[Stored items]
━━━━━━━━━━━━━━━━━━━━
// projeto: streamtrend
// file: src/neural/utils.rs
// Error type, Adam optimizer, learning-rate schedules and activation helpers

use ndarray::{Array1, ArrayD, ArrayViewD, ArrayViewMutD, ShapeError, Zip};
use serde::{Deserialize, Serialize};
use std::collections::HashMap;
use thiserror::Error;

#[derive(Error, Debug)]
pub enum TrainingError {
    #[error("Ingestion error: {0}")]
    Ingestion(String),

    #[error("Data processing error: {0}")]
    DataProcessing(String),

    #[error("Model configuration error: {0}")]
    ModelConfiguration(String),

    #[error("Model has not been built yet")]
    NotBuilt,

    #[error("Empty {0} split: training needs at least one sample on each side")]
    EmptySplit(&'static str),

    #[error("A training run is already in progress")]
    TrainingInProgress,

    #[error("Model lock poisoned by a panicked training run")]
    LockPoisoned,

    #[error("Configuration error: {0}")]
    Config(String),

    #[error("I/O error: {0}")]
    Io(#[from] std::io::Error),

    #[error("CSV error: {0}")]
    Csv(#[from] csv::Error),

    #[error("JSON error: {0}")]
    Json(#[from] serde_json::Error),

    #[error("Serialization error: {0}")]
    Serialization(String),

    #[error("Shape error: {0}")]
    Shape(String),
}

impl From<ShapeError> for TrainingError {
    fn from(err: ShapeError) -> Self {
        TrainingError::Shape(err.to_string())
    }
}

/// Adam with one moment pair per named parameter tensor.
#[derive(Debug, Clone)]
pub struct AdamOptimizer {
    pub learning_rate: f64,
    pub beta1: f64,
    pub beta2: f64,
    pub epsilon: f64,
    pub t: usize,
    m: HashMap<String, ArrayD<f64>>,
    v: HashMap<String, ArrayD<f64>>,
}

impl AdamOptimizer {
    pub fn new(learning_rate: f64, beta1: f64, beta2: f64, epsilon: f64) -> Self {
        AdamOptimizer {
            learning_rate,
            beta1,
            beta2,
            epsilon,
            t: 0,
            m: HashMap::new(),
            v: HashMap::new(),
        }
    }

    pub fn set_learning_rate(&mut self, new_lr: f64) {
        self.learning_rate = new_lr;
    }

    /// Advances the bias-correction step. Call once per batch, before the
    /// per-tensor `update` calls of that batch.
    pub fn begin_step(&mut self) {
        self.t += 1;
    }

    pub fn update(&mut self, param_name: &str, mut param: ArrayViewMutD<f64>, gradient: ArrayViewD<f64>) {
        let t = self.t.max(1) as i32;
        let (beta1, beta2) = (self.beta1, self.beta2);

        let m = self.m.entry(param_name.to_string())
            .or_insert_with(|| ArrayD::zeros(gradient.raw_dim()));
        let v = self.v.entry(param_name.to_string())
            .or_insert_with(|| ArrayD::zeros(gradient.raw_dim()));

        m.zip_mut_with(&gradient, |m, &g| *m = beta1 * *m + (1.0 - beta1) * g);
        v.zip_mut_with(&gradient, |v, &g| *v = beta2 * *v + (1.0 - beta2) * g * g);

        let bias1 = 1.0 - beta1.powi(t);
        let bias2 = 1.0 - beta2.powi(t);
        let lr = self.learning_rate;
        let eps = self.epsilon;

        Zip::from(&mut param).and(&*m).and(&*v).for_each(|p, &m, &v| {
            *p -= lr * (m / bias1) / ((v / bias2).sqrt() + eps);
        });
    }
}

#[derive(Debug, Clone, PartialEq, Serialize, Deserialize)]
#[serde(rename_all = "snake_case")]
pub enum LearningRateScheduler {
    Constant,
    StepDecay {
        decay_rate: f64,
        step_size: usize,
    },
    ExponentialDecay {
        decay_rate: f64,
    },
    CosineAnnealing {
        min_rate: f64,
        cycle_length: usize,
    },
}

impl Default for LearningRateScheduler {
    fn default() -> Self {
        LearningRateScheduler::Constant
    }
}

impl LearningRateScheduler {
    /// Rate for a zero-based epoch, derived from `initial_rate`.
    pub fn get_rate(&self, initial_rate: f64, epoch: usize) -> f64 {
        match self {
            LearningRateScheduler::Constant => initial_rate,
            LearningRateScheduler::StepDecay { decay_rate, step_size } => {
                initial_rate * decay_rate.powi((epoch / (*step_size).max(1)) as i32)
            }
            LearningRateScheduler::ExponentialDecay { decay_rate } => {
                initial_rate * decay_rate.powi(epoch as i32)
            }
            LearningRateScheduler::CosineAnnealing { min_rate, cycle_length } => {
                let cycle = (*cycle_length).max(1);
                let progress = (epoch % cycle) as f64 / cycle as f64;
                min_rate + (initial_rate - min_rate) * (1.0 + (std::f64::consts::PI * progress).cos()) / 2.0
            }
        }
    }
}

pub fn sigmoid_scalar(x: f64) -> f64 {
    if x >= 0.0 {
        1.0 / (1.0 + (-x).exp())
    } else {
        let e = x.exp();
        e / (1.0 + e)
    }
}

pub fn sigmoid(x: &Array1<f64>) -> Array1<f64> {
    x.mapv(sigmoid_scalar)
}

pub fn tanh(x: &Array1<f64>) -> Array1<f64> {
    x.mapv(|val| val.tanh())
}

pub fn relu(x: &Array1<f64>) -> Array1<f64> {
    x.mapv(|val| val.max(0.0))
}

/// Outer product `a ⊗ b`, shaped (a.len(), b.len()).
pub fn outer(a: &Array1<f64>, b: &Array1<f64>) -> ndarray::Array2<f64> {
    let col = a.view().insert_axis(ndarray::Axis(1));
    let row = b.view().insert_axis(ndarray::Axis(0));
    col.dot(&row)
}

const BCE_EPSILON: f64 = 1e-7;

/// Binary cross-entropy averaged over the output units.
pub fn binary_cross_entropy(probs: &Array1<f64>, targets: &Array1<f64>) -> f64 {
    if probs.is_empty() {
        return 0.0;
    }
    let total: f64 = probs.iter().zip(targets.iter())
        .map(|(&p, &y)| {
            let p = p.clamp(BCE_EPSILON, 1.0 - BCE_EPSILON);
            -(y * p.ln() + (1.0 - y) * (1.0 - p).ln())
        })
        .sum();
    total / probs.len() as f64
}

/// Count of units where `p > 0.5` agrees with the binary target.
pub fn count_threshold_matches(probs: &Array1<f64>, targets: &Array1<f64>) -> usize {
    probs.iter().zip(targets.iter())
        .filter(|&(&p, &y)| (p > 0.5) == (y > 0.5))
        .count()
}

pub fn validate_sequences(samples: &[ndarray::Array2<f64>], name: &str) -> Result<(), TrainingError> {
    for (i, sample) in samples.iter().enumerate() {
        if let Some(pos) = sample.iter().position(|v| !v.is_finite()) {
            return Err(TrainingError::DataProcessing(
                format!("{} sample {} contains a non-finite value at flat index {}", name, i, pos)
            ));
        }
    }
    Ok(())
}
━━━━━━━━━━━━━━━━━━━━
- _ACTIVITY_
Reproduce each entry above without a single difference.

- _WRITTEN SOLUTION_
// projeto: streamtrend
// file: src/neural/utils.rs
// Error type, Adam optimizer, learning-rate schedules and activation helpers

use ndarray::{Array1, ArrayD, ArrayViewD, ArrayViewMutD, ShapeError, Zip};
use serde::{Deserialize, Serialize};
use std::collections::HashMap;
use thiserror::Error;

#[derive(Error, Debug)]
pub enum TrainingError {
    #[error("Ingestion error: {0}")]
    Ingestion(String),

    #[error("Data processing error: {0}")]
    DataProcessing(String),

    #[error("Model configuration error: {0}")]
    ModelConfiguration(String),

    #[error("Model has not been built yet")]
    NotBuilt,

    #[error("Empty {0} split: training needs at least one sample on each side")]
    EmptySplit(&'static str),

    #[error("A training run is already in progress")]
    TrainingInProgress,

    #[error("Model lock poisoned by a panicked training run")]
    LockPoisoned,

    #[error("Configuration error: {0}")]
    Config(String),

    #[error("I/O error: {0}")]
    Io(#[from] std::io::Error),

    #[error("CSV error: {0}")]
    Csv(#[from] csv::Error),

    #[error("JSON error: {0}")]
    Json(#[from] serde_json::Error),

    #[error("Serialization error: {0}")]
    Serialization(String),

    #[error("Shape error: {0}")]
    Shape(String),
}

impl From<ShapeError> for TrainingError {
    fn from(err: ShapeError) -> Self {
        TrainingError::Shape(err.to_string())
    }
}

/// Adam with one moment pair per named parameter tensor.
#[derive(Debug, Clone)]
pub struct AdamOptimizer {
    pub learning_rate: f64,
    pub beta1: f64,
    pub beta2: f64,
    pub epsilon: f64,
    pub t: usize,
    m: HashMap<String, ArrayD<f64>>,
    v: HashMap<String, ArrayD<f64>>,
}

impl AdamOptimizer {
    pub fn new(learning_rate: f64, beta1: f64, beta2: f64, epsilon: f64) -> Self {
        AdamOptimizer {
            learning_rate,
            beta1,
            beta2,
            epsilon,
            t: 0,
            m: HashMap::new(),
            v: HashMap::new(),
        }
    }

    pub fn set_learning_rate(&mut self, new_lr: f64) {
        self.learning_rate = new_lr;
    }

    /// Advances the bias-correction step. Call once per batch, before the
    /// per-tensor `update` calls of that batch.
    pub fn begin_step(&mut self) {
        self.t += 1;
    }

    pub fn update(&mut self, param_name: &str, mut param: ArrayViewMutD<f64>, gradient: ArrayViewD<f64>) {
        let t = self.t.max(1) as i32;
        let (beta1, beta2) = (self.beta1, self.beta2);

        let m = self.m.entry(param_name.to_string())
            .or_insert_with(|| ArrayD::zeros(gradient.raw_dim()));
        let v = self.v.entry(param_name.to_string())
            .or_insert_with(|| ArrayD::zeros(gradient.raw_dim()));

        m.zip_mut_with(&gradient, |m, &g| *m = beta1 * *m + (1.0 - beta1) * g);
        v.zip_mut_with(&gradient, |v, &g| *v = beta2 * *v + (1.0 - beta2) * g * g);

        let bias1 = 1.0 - beta1.powi(t);
        let bias2 = 1.0 - beta2.powi(t);
        let lr = self.learning_rate;
        let eps = self.epsilon;

        Zip::from(&mut param).and(&*m).and(&*v).for_each(|p, &m, &v| {
            *p -= lr * (m / bias1) / ((v / bias2).sqrt() + eps);
        });
    }
}

#[derive(Debug, Clone, PartialEq, Serialize, Deserialize)]
#[serde(rename_all = "snake_case")]
pub enum LearningRateScheduler {
    Constant,
    StepDecay {
        decay_rate: f64,
        step_size: usize,
    },
    ExponentialDecay {
        decay_rate: f64,
    },
    CosineAnnealing {
        min_rate: f64,
        cycle_length: usize,
    },
}

impl Default for LearningRateScheduler {
    fn default() -> Self {
        LearningRateScheduler::Constant
    }
}

impl LearningRateScheduler {
    /// Rate for a zero-based epoch, derived from `initial_rate`.
    pub fn get_rate(&self, initial_rate: f64, epoch: usize) -> f64 {
        match self {
            LearningRateScheduler::Constant => initial_rate,
            LearningRateScheduler::StepDecay { decay_rate, step_size } => {
                initial_rate * decay_rate.powi((epoch / (*step_size).max(1)) as i32)
            }
            LearningRateScheduler::ExponentialDecay { decay_rate } => {
                initial_rate * decay_rate.powi(epoch as i32)
            }
            LearningRateScheduler::CosineAnnealing { min_rate, cycle_length } => {
                let cycle = (*cycle_length).max(1);
                let progress = (epoch % cycle) as f64 / cycle as f64;
                min_rate + (initial_rate - min_rate) * (1.0 + (std::f64::consts::PI * progress).cos()) / 2.0
            }
        }
    }
}

pub fn sigmoid_scalar(x: f64) -> f64 {
    if x >= 0.0 {
        1.0 / (1.0 + (-x).exp())
    } else {
        let e = x.exp();
        e / (1.0 + e)
    }
}

pub fn sigmoid(x: &Array1<f64>) -> Array1<f64> {
    x.mapv(sigmoid_scalar)
}

pub fn tanh(x: &Array1<f64>) -> Array1<f64> {
    x.mapv(|val| val.tanh())
}

pub fn relu(x: &Array1<f64>) -> Array1<f64> {
    x.mapv(|val| val.max(0.0))
}

/// Outer product `a ⊗ b`, shaped (a.len(), b.len()).
pub fn outer(a: &Array1<f64>, b: &Array1<f64>) -> ndarray::Array2<f64> {
    let col = a.view().insert_axis(ndarray::Axis(1));
    let row = b.view().insert_axis(ndarray::Axis(0));
    col.dot(&row)
}

const BCE_EPSILON: f64 = 1e-7;

/// Binary cross-entropy averaged over the output units.
pub fn binary_cross_entropy(probs: &Array1<f64>, targets: &Array1<f64>) -> f64 {
    if probs.is_empty() {
        return 0.0;
    }
    let total: f64 = probs.iter().zip(targets.iter())
        .map(|(&p, &y)| {
            let p = p.clamp(BCE_EPSILON, 1.0 - BCE_EPSILON);
            -(y * p.ln() + (1.0 - y) * (1.0 - p).ln())
        })
        .sum();
    total / probs.len() as f64
}

/// Count of units where `p > 0.5` agrees with the binary target.
pub fn count_threshold_matches(probs: &Array1<f64>, targets: &Array1<f64>) -> usize {
    probs.iter().zip(targets.iter())
        .filter(|&(&p, &y)| (p > 0.5) == (y > 0.5))
        .count()
}

pub fn validate_sequences(samples: &[ndarray::Array2<f64>], name: &str) -> Result<(), TrainingError> {
    for (i, sample) in samples.iter().enumerate() {
        if let Some(pos) = sample.iter().position(|v| !v.is_finite()) {
            return Err(TrainingError::DataProcessing(
                format!("{} sample {} contains a non-finite value at flat index {}", name, i, pos)
            ));
        }
    }
    Ok(())
}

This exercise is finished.